12 Ene Las mujeres iraníes son clave en la revolución actual.
La activista iraní Nilufar Saberi, exiliada en España, confía en que las protestas provoquen la caída…
En el mundo actual del periodismo he encontrado esta publicación redactada por Antonio Navarro Actualizado: 12/01/2026 – 03:45h en Artículo14 Periodismo por la Igualdad, os lo copio en la Plataforma de Arte y Cultura ProyectoGarlo desde Córdoba España para su difusión.
El triunfo de la Revolución Islámica la obligó a exiliarse en España en 1980, y no ha dejado desde entonces de trabajar en la distancia por el fin del régimen de los mulás en Irán. La activista por los derechos humanos Nilufar Saberi confía en que la teocracia que impera desde hace más de 45 años en su país esté en el principio del fin. “Ya no pedimos reformas, justicia social o derechos para las mujeres, exigimos el fin de la teocracia y el establecimiento de una democracia secular. Llevamos persiguiendo este objetivo desde hace décadas. El sistema es irreformable porque está basado en leyes divinas, así que sólo puede ser derrocado. Y esperamos que esta vez sea la definitiva”, asegura a Artículo14 desde la capital de España de regreso de las concentraciones convocadas en apoyo del pueblo iraní en esta hora crítica.
Como tantos millones de iraníes en la diáspora, Saberi, una de las figuras más destacadas en España del movimiento Mujer, Vida, Libertad -nacido en la estela de la muerte en Teherán de la estudiante Mahsa Amini en custodia policial en septiembre de 2022- aguarda con una mezcla de ilusión y preocupación las noticias que llegan este fin de semana con cuentagotas desde Irán. El apagón de Internet decretado por el régimen el jueves complica sobremanera conocer qué está ocurriendo en las calles de las ciudades iraníes al cumplirse las dos semanas de protestas. “Perdí el contacto con mi familia en la mañana del sábado. No sé nada de ellos”, admite.

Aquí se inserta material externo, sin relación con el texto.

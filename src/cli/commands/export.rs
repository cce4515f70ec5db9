//! proclens export - Dump the knowledge base as JSON

use std::path::PathBuf;

use clap::Args;
use colored::Colorize;

use crate::app::AppContext;
use crate::cli::output::{emit_robot, robot_ok};
use crate::error::{LensError, Result};

#[derive(Args, Debug)]
pub struct ExportArgs {
    /// Write to this file instead of stdout
    #[arg(long, short)]
    pub output: Option<PathBuf>,
}

const PAGE_SIZE: usize = 500;

pub fn run(ctx: &AppContext, args: &ExportArgs) -> Result<()> {
    let mut entries = Vec::new();
    loop {
        let page = ctx.db.list_entries(PAGE_SIZE, entries.len())?;
        let done = page.len() < PAGE_SIZE;
        entries.extend(page);
        if done {
            break;
        }
    }

    let payload = serde_json::to_string_pretty(&entries)
        .map_err(|err| LensError::Serialization(format!("serialize entries: {err}")))?;

    match &args.output {
        Some(path) => {
            std::fs::write(path, payload)?;
            if ctx.robot_mode {
                emit_robot(&robot_ok(serde_json::json!({
                    "exported": entries.len(),
                    "file": path.display().to_string(),
                })))?;
            } else {
                println!(
                    "{} {} entries to {}",
                    "Exported".green().bold(),
                    entries.len(),
                    path.display()
                );
            }
        }
        // The export format is the import format, robot or not.
        None => println!("{payload}"),
    }
    Ok(())
}
//! proclens - knowledge-base lookups for startup programs
//!
//! Given the fragments a startup item exposes (display name, executable
//! path, publisher) the [`core::resolver::IdentityResolver`] finds the
//! matching [`core::entry::KnowledgeEntry`]. [`core::normalize`] reduces
//! noisy display names to a base name, and [`search::KeywordSearch`]
//! browses the store by keyword.

pub mod app;
pub mod cli;
pub mod config;
pub mod core;
pub mod error;
pub mod search;
pub mod storage;
pub mod test_utils;

pub use error::{LensError, Result};

/// Package version from Cargo.toml.
pub const VERSION: &str = env!("CARGO_PKG_VERSION");
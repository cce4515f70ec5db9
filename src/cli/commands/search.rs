//! proclens search - Keyword search over the knowledge base

use clap::Args;
use colored::Colorize;

use crate::app::AppContext;
use crate::cli::output::{emit_robot, entry_line, robot_ok};
use crate::error::Result;
use crate::search::KeywordSearch;

#[derive(Args, Debug)]
pub struct SearchArgs {
    /// Keyword matched against name, aliases, publisher, description and tags
    pub keyword: String,

    /// Maximum number of results (default from config; negative means none)
    #[arg(long, short, allow_negative_numbers = true)]
    pub limit: Option<i64>,
}

pub fn run(ctx: &AppContext, args: &SearchArgs) -> Result<()> {
    let search =
        KeywordSearch::new(&ctx.db).with_default_limit(ctx.config.search.default_limit);
    let results = match args.limit {
        Some(limit) => search.search(&args.keyword, clamp_limit(limit))?,
        None => search.search_default(&args.keyword)?,
    };

    if ctx.robot_mode {
        return emit_robot(&robot_ok(serde_json::json!({
            "keyword": args.keyword,
            "count": results.len(),
            "results": results,
        })));
    }

    if results.is_empty() {
        println!("{}", format!("No entries match \"{}\"", args.keyword).yellow());
        return Ok(());
    }

    println!(
        "{} {}",
        results.len().to_string().bold(),
        if results.len() == 1 { "entry" } else { "entries" }
    );
    for entry in &results {
        println!("{}", entry_line(entry));
    }
    Ok(())
}

fn clamp_limit(limit: i64) -> usize {
    usize::try_from(limit).unwrap_or(0)
}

El balance provisional de las organizaciones en defensa de los derechos humanos encargadas del monitoreo de víctimas eleva ya por encima de 65 el número de muertos -aunque otras fuentes sobre el terreno aseguran que la cifra real ha alcanzado los dos centenares de fallecidos– como consecuencia de la intervención de las Fuerzas de Seguridad contra los manifestantes. Lo que comenzó como una protesta de comerciantes del Gran Bazar de Teherán ha tornado rápidamente en una impugnación general de la teocracia nacida de la Revolución de 1979.

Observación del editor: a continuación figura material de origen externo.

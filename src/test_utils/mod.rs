//! Shared test utilities for proclens.

pub mod fixtures;

/// Table-driven test case.
#[derive(Debug, Clone)]
pub struct TestCase<I, E> {
    pub name: &'static str,
    pub input: I,
    pub expected: E,
}

impl<I, E> TestCase<I, E> {
    pub const fn new(name: &'static str, input: I, expected: E) -> Self {
        Self {
            name,
            input,
            expected,
        }
    }
}

/// Run every case through `test_fn`, reporting the failing case by name.
pub fn run_table_tests<I, E, A, F>(cases: &[TestCase<I, E>], test_fn: F)
where
    I: std::fmt::Debug + Clone,
    E: std::fmt::Debug,
    A: std::fmt::Debug + PartialEq<E>,
    F: Fn(I) -> A,
{
    for case in cases {
        let start = std::time::Instant::now();
        let actual = test_fn(case.input.clone());
        println!(
            "[TEST] {}: {:?} -> {:?} ({:?})",
            case.name,
            case.input,
            actual,
            start.elapsed()
        );
        assert_eq!(actual, case.expected, "case '{}' failed", case.name);
    }
}
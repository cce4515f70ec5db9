//! Reference dataset and JSON entry files

use std::path::Path;

use crate::core::entry::KnowledgeEntry;
use crate::error::{LensError, Result};

const REFERENCE_ENTRIES: &str = include_str!("../../data/reference_entries.json");

/// The bundled reference entries, unpersisted (`id == 0`).
pub fn reference_entries() -> Result<Vec<KnowledgeEntry>> {
    parse_entries(REFERENCE_ENTRIES)
        .map_err(|err| LensError::Serialization(format!("bundled reference data: {err}")))
}

/// Read a JSON array of entries from disk.
///
/// Ids in the file are kept: entries with an id update that row on import,
/// entries without one are inserted.
pub fn load_entries_file(path: &Path) -> Result<Vec<KnowledgeEntry>> {
    let raw = std::fs::read_to_string(path)?;
    parse_entries(&raw)
        .map_err(|err| LensError::Import(format!("parse {}: {err}", path.display())))
}

fn parse_entries(raw: &str) -> Result<Vec<KnowledgeEntry>> {
    let entries: Vec<KnowledgeEntry> = serde_json::from_str(raw)?;
    for entry in &entries {
        entry.validate()?;
    }
    Ok(entries)
}
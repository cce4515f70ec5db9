//! Display-name normalization
//!
//! Program display names as reported by task schedulers, service managers
//! and app bundles carry structural noise: registration GUIDs, build
//! numbers, generic `Task`/`Service` suffixes and packager prefixes.
//! [`extract_base_name`] strips that noise so the remaining base name can be
//! matched against canonical entries.

use std::sync::LazyLock;

use regex::Regex;

static GUID_REGEX: LazyLock<Regex> = LazyLock::new(|| {
    Regex::new(
        r"(?i)\{[0-9a-f]{8}-[0-9a-f]{4}-[0-9a-f]{4}-[0-9a-f]{4}-[0-9a-f]{12}\}",
    )
    .unwrap()
});

static VERSION_REGEX: LazyLock<Regex> =
    LazyLock::new(|| Regex::new(r"[0-9]+\.[0-9]+\.[0-9]+\.[0-9]+").unwrap());

static GENERIC_SUFFIX_REGEX: LazyLock<Regex> = LazyLock::new(|| {
    Regex::new(r"(?i)\s*(?:Task|Machine|Core|System|Logon|Service)+$").unwrap()
});

/// Packager prefixes dropped from bundle-style identifiers, in order.
const VENDOR_PREFIXES: [&str; 2] = ["electron.app.", "com.todesktop."];

/// Reduce a raw display name to its base name.
///
/// Applies, in order: GUID removal, four-part version removal, trailing
/// generic-word removal, vendor-prefix removal and edge trimming of
/// `' '`, `'.'`, `'-'`, `'_'`. The sequence repeats until the name stops
/// changing, so the result never contains a pattern this function strips
/// and `extract_base_name(extract_base_name(x)) == extract_base_name(x)`.
///
/// Returns an empty string when nothing usable is left.
#[must_use]
pub fn extract_base_name(raw: &str) -> String {
    let mut current = normalize_pass(raw);
    loop {
        let next = normalize_pass(&current);
        // Every pass that changes the name makes it shorter.
        if next == current {
            return current;
        }
        current = next;
    }
}

fn normalize_pass(input: &str) -> String {
    let without_guid = GUID_REGEX.replace_all(input, "");
    let without_version = VERSION_REGEX.replace_all(&without_guid, "");
    let without_suffix = GENERIC_SUFFIX_REGEX.replace(&without_version, "");

    let mut name: &str = &without_suffix;
    for prefix in VENDOR_PREFIXES {
        name = strip_prefix_ignore_case(name, prefix);
    }

    trim_separators(name).to_string()
}

fn strip_prefix_ignore_case<'a>(value: &'a str, prefix: &str) -> &'a str {
    match value.get(..prefix.len()) {
        Some(head) if head.eq_ignore_ascii_case(prefix) => &value[prefix.len()..],
        _ => value,
    }
}

/// Trim the edge characters the normalizer treats as separators.
#[must_use]
pub fn trim_separators(value: &str) -> &str {
    value.trim_matches(|c| matches!(c, ' ' | '.' | '-' | '_'))
}
//! proclens normalize - Show the base name a display name reduces to

use clap::Args;

use crate::cli::output::{emit_robot, robot_ok};
use crate::core::normalize::extract_base_name;
use crate::error::Result;

#[derive(Args, Debug)]
pub struct NormalizeArgs {
    /// Raw display name, e.g. "GoogleUpdaterTaskSystem140.0.7272.0{GUID}"
    pub name: String,
}

/// Normalization needs no knowledge base, so this runs without a context.
pub fn run(robot: bool, args: &NormalizeArgs) -> Result<()> {
    let base = extract_base_name(&args.name);
    if robot {
        emit_robot(&robot_ok(serde_json::json!({
            "input": args.name,
            "base_name": base,
        })))
    } else {
        println!("{base}");
        Ok(())
    }
}
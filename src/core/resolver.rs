//! Program identity resolution
//!
//! Maps a noisy `(name, executable, publisher)` description of a program to a
//! single knowledge entry by trying a fixed cascade of lookups against a
//! [`RecordStore`]. The first strategy that hits wins; later strategies are
//! never consulted. A store error aborts the cascade instead of being read as
//! a miss.
//!
//! ```text
//!  executable filename ─▶ exact name ─▶ alias substring ─▶ base name ─▶ publisher
//!     (most specific)                                                 (least specific)
//! ```

use std::fmt;

use serde::Serialize;
use tracing::{debug, info, trace};

use crate::config::ResolverConfig;
use crate::core::entry::KnowledgeEntry;
use crate::core::normalize::extract_base_name;
use crate::error::{LensError, Result};
use crate::storage::RecordStore;

/// Caller-supplied description of a program to identify.
///
/// Fields are trimmed on construction; blank values count as absent.
#[derive(Debug, Clone, Default, PartialEq, Eq)]
pub struct ProgramQuery {
    name: Option<String>,
    executable: Option<String>,
    publisher: Option<String>,
}

impl ProgramQuery {
    pub fn new() -> Self {
        Self::default()
    }

    #[must_use]
    pub fn with_name(mut self, name: impl AsRef<str>) -> Self {
        self.name = non_blank(name.as_ref());
        self
    }

    #[must_use]
    pub fn with_executable(mut self, executable: impl AsRef<str>) -> Self {
        self.executable = non_blank(executable.as_ref());
        self
    }

    #[must_use]
    pub fn with_publisher(mut self, publisher: impl AsRef<str>) -> Self {
        self.publisher = non_blank(publisher.as_ref());
        self
    }

    /// Build from optional parts, as the CLI hands them over.
    pub fn from_parts(
        name: Option<&str>,
        executable: Option<&str>,
        publisher: Option<&str>,
    ) -> Self {
        Self {
            name: name.and_then(non_blank),
            executable: executable.and_then(non_blank),
            publisher: publisher.and_then(non_blank),
        }
    }

    pub fn name(&self) -> Option<&str> {
        self.name.as_deref()
    }

    pub fn executable(&self) -> Option<&str> {
        self.executable.as_deref()
    }

    pub fn publisher(&self) -> Option<&str> {
        self.publisher.as_deref()
    }

    pub const fn is_empty(&self) -> bool {
        self.name.is_none() && self.executable.is_none() && self.publisher.is_none()
    }
}

fn non_blank(value: &str) -> Option<String> {
    let trimmed = value.trim();
    (!trimmed.is_empty()).then(|| trimmed.to_string())
}

/// The cascade step that produced a match.
#[derive(Debug, Clone, Copy, PartialEq, Eq, Serialize)]
#[serde(rename_all = "snake_case")]
pub enum MatchStrategy {
    Executable,
    ExactName,
    Alias,
    BaseName,
    Publisher,
}

impl MatchStrategy {
    #[must_use]
    pub const fn as_str(&self) -> &'static str {
        match self {
            Self::Executable => "executable",
            Self::ExactName => "exact_name",
            Self::Alias => "alias",
            Self::BaseName => "base_name",
            Self::Publisher => "publisher",
        }
    }
}

impl fmt::Display for MatchStrategy {
    fn fmt(&self, f: &mut fmt::Formatter<'_>) -> fmt::Result {
        f.write_str(self.as_str())
    }
}

/// A successful resolution.
#[derive(Debug, Clone, PartialEq, Serialize)]
pub struct Resolution {
    pub entry: KnowledgeEntry,
    pub strategy: MatchStrategy,
    /// The pattern that was looked up (filename, name, base name or publisher)
    pub matched_on: String,
}

/// Runs the resolution cascade against a record store.
pub struct IdentityResolver<'a, S: RecordStore + ?Sized> {
    store: &'a S,
    config: ResolverConfig,
}

impl<'a, S: RecordStore + ?Sized> IdentityResolver<'a, S> {
    /// Resolver with the default thresholds and generic-publisher lists.
    pub fn new(store: &'a S) -> Self {
        Self::with_config(store, ResolverConfig::default())
    }

    pub const fn with_config(store: &'a S, config: ResolverConfig) -> Self {
        Self { store, config }
    }

    pub const fn config(&self) -> &ResolverConfig {
        &self.config
    }

    /// Find the entry describing the queried program.
    ///
    /// `Ok(None)` means no strategy matched. Fails with
    /// [`LensError::InvalidQuery`] when the query has no usable field.
    pub fn find_entry(&self, query: &ProgramQuery) -> Result<Option<KnowledgeEntry>> {
        Ok(self.find_entry_explained(query)?.map(|resolution| resolution.entry))
    }

    /// Like [`find_entry`](Self::find_entry), also reporting which strategy hit.
    pub fn find_entry_explained(&self, query: &ProgramQuery) -> Result<Option<Resolution>> {
        if query.is_empty() {
            return Err(LensError::InvalidQuery(
                "name, executable and publisher are all empty".to_string(),
            ));
        }

        if let Some(executable) = query.executable() {
            if let Some(resolution) = self.match_executable(executable)? {
                return Ok(Some(resolution));
            }
        }

        if let Some(name) = query.name() {
            if let Some(resolution) = self.match_name(name)? {
                return Ok(Some(resolution));
            }
        }

        if let Some(publisher) = query.publisher() {
            if let Some(resolution) = self.match_publisher(publisher)? {
                return Ok(Some(resolution));
            }
        }

        debug!(?query, "no strategy matched");
        Ok(None)
    }

    fn match_executable(&self, executable: &str) -> Result<Option<Resolution>> {
        let file_name = executable_file_name(executable);
        if file_name.chars().count() < self.config.min_executable_len {
            trace!(%file_name, "executable name too short to discriminate, skipping");
            return Ok(None);
        }

        debug!(%file_name, "trying executable match");
        let found = self.store.query_by_executable_substring(&file_name)?;
        Ok(found.map(|entry| hit(entry, MatchStrategy::Executable, file_name)))
    }

    fn match_name(&self, name: &str) -> Result<Option<Resolution>> {
        debug!(name, "trying exact name match");
        if let Some(entry) = self.store.query_by_exact_name(name)? {
            return Ok(Some(hit(entry, MatchStrategy::ExactName, name.to_string())));
        }

        debug!(name, "trying alias match");
        if let Some(entry) = self.store.query_by_alias_substring(name)? {
            return Ok(Some(hit(entry, MatchStrategy::Alias, name.to_string())));
        }

        let base_name = extract_base_name(name);
        if base_name.is_empty()
            || base_name.chars().count() < self.config.min_base_name_len
            || base_name == name
        {
            trace!(name, %base_name, "base name not usable, skipping");
            return Ok(None);
        }

        debug!(%base_name, "trying base name match");
        let found = self.store.query_by_name_or_alias_substring(&base_name)?;
        Ok(found.map(|entry| hit(entry, MatchStrategy::BaseName, base_name)))
    }

    fn match_publisher(&self, publisher: &str) -> Result<Option<Resolution>> {
        if self.config.is_generic_publisher(publisher) {
            debug!(publisher, "generic publisher, skipping");
            return Ok(None);
        }

        debug!(publisher, "trying publisher match");
        let found = self.store.query_by_publisher_substring(publisher)?;
        Ok(found.map(|entry| hit(entry, MatchStrategy::Publisher, publisher.to_string())))
    }
}

fn hit(entry: KnowledgeEntry, strategy: MatchStrategy, matched_on: String) -> Resolution {
    info!(entry = %entry.name, id = entry.id, %strategy, %matched_on, "resolved program");
    Resolution {
        entry,
        strategy,
        matched_on,
    }
}

/// Lowercased filename component of an executable path.
///
/// Both `/` and `\` count as directory separators, since the paths being
/// identified are frequently Windows paths.
#[must_use]
pub fn executable_file_name(executable: &str) -> String {
    executable
        .rsplit(['/', '\\'])
        .next()
        .unwrap_or(executable)
        .trim()
        .to_lowercase()
}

La economía, el desencadenante de la revuelta
Si el régimen era un anacronismo del que la mayoría de la población -en un país muy joven- había desconectado hace décadas, el desencadenante último de la mayor rebelión de la calle han sido los padecimientos económicos de los hogares iraníes. La inflación, la depreciación del rial, las sanciones internacionales y los problemas de suministro de luz y agua han colmado la paciencia de los iraníes. “El iraní quiere tener una vida normal. Además de sufrir una teocracia, la vida se ha hecho imposible para la gente, y ni las tres comidas al día están garantizadas, como tampoco el suministro de agua y eléctrico. Hay mucha gente que está pasando necesidad en nuestro país”, recuerda Saberi.